> [DATASET RECORDS]
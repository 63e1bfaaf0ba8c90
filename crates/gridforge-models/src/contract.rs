//! Contracts: ledger-anchored resource leases.
//!
//! A contract binds a requester twin, a node, and a deployment hash to a
//! `ContractId`. The body hash recorded here must match the hash of the
//! deployment currently live on the node; a mismatch means ledger and remote
//! state have diverged and must be reconciled with an update, never a blind
//! create.

use chrono::{DateTime, Utc};
use gridforge_core::{ContractId, NodeId, TwinId};
use serde::{Deserialize, Serialize};

use crate::deployment::DeploymentHash;

/// Lifecycle states for a contract on the ledger.
#[derive(Debug, Clone, Copy, PartialEq, Eq, Hash, Serialize, Deserialize)]
#[serde(rename_all = "snake_case")]
pub enum ContractState {
    /// Active and billed.
    Created,
    /// Billing failed; the contract survives a grace window before deletion.
    GracePeriod,
    /// Terminal: the contract is gone.
    Deleted,
}

/// What a contract leases.
#[derive(Debug, Clone, PartialEq, Eq, Serialize, Deserialize)]
#[serde(rename_all = "snake_case", tag = "type")]
pub enum ContractKind {
    /// A resource lease on a node, sized by its deployment.
    Node {
        /// The node the resources live on.
        node_id: NodeId,
        /// Content hash of the deployment this contract backs.
        deployment_hash: DeploymentHash,
        /// Number of public IPs reserved.
        public_ips: u32,
    },
    /// A globally-unique name reservation.
    Name {
        /// The reserved name.
        name: String,
    },
}

/// A contract record as reported by the ledger.
#[derive(Debug, Clone, PartialEq, Eq, Serialize, Deserialize)]
pub struct Contract {
    /// Ledger-assigned identifier.
    pub id: ContractId,
    /// The twin that owns (and pays for) the contract.
    pub twin_id: TwinId,
    /// Current lifecycle state.
    pub state: ContractState,
    /// What is leased.
    pub kind: ContractKind,
    /// Creation timestamp.
    pub created_at: DateTime<Utc>,
}

impl Contract {
    /// True if the contract is in the `Created` state.
    #[must_use]
    pub fn is_created(&self) -> bool {
        self.state == ContractState::Created
    }

    /// The recorded deployment hash, for node contracts.
    #[must_use]
    pub fn deployment_hash(&self) -> Option<&DeploymentHash> {
        match &self.kind {
            ContractKind::Node {
                deployment_hash, ..
            } => Some(deployment_hash),
            ContractKind::Name { .. } => None,
        }
    }

    /// The reserved name, for name contracts.
    #[must_use]
    pub fn name(&self) -> Option<&str> {
        match &self.kind {
            ContractKind::Name { name } => Some(name),
            ContractKind::Node { .. } => None,
        }
    }

    /// The node the contract leases resources on, for node contracts.
    #[must_use]
    pub fn node_id(&self) -> Option<NodeId> {
        match &self.kind {
            ContractKind::Node { node_id, .. } => Some(*node_id),
            ContractKind::Name { .. } => None,
        }
    }

    /// The number of reserved public IPs, for node contracts.
    #[must_use]
    pub fn public_ips(&self) -> u32 {
        match &self.kind {
            ContractKind::Node { public_ips, .. } => *public_ips,
            ContractKind::Name { .. } => 0,
        }
    }
}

> [YOUR GOAL] Report only how many lines in the entries contain "leases".

> [SOLUTION FOR THIS TASK] 3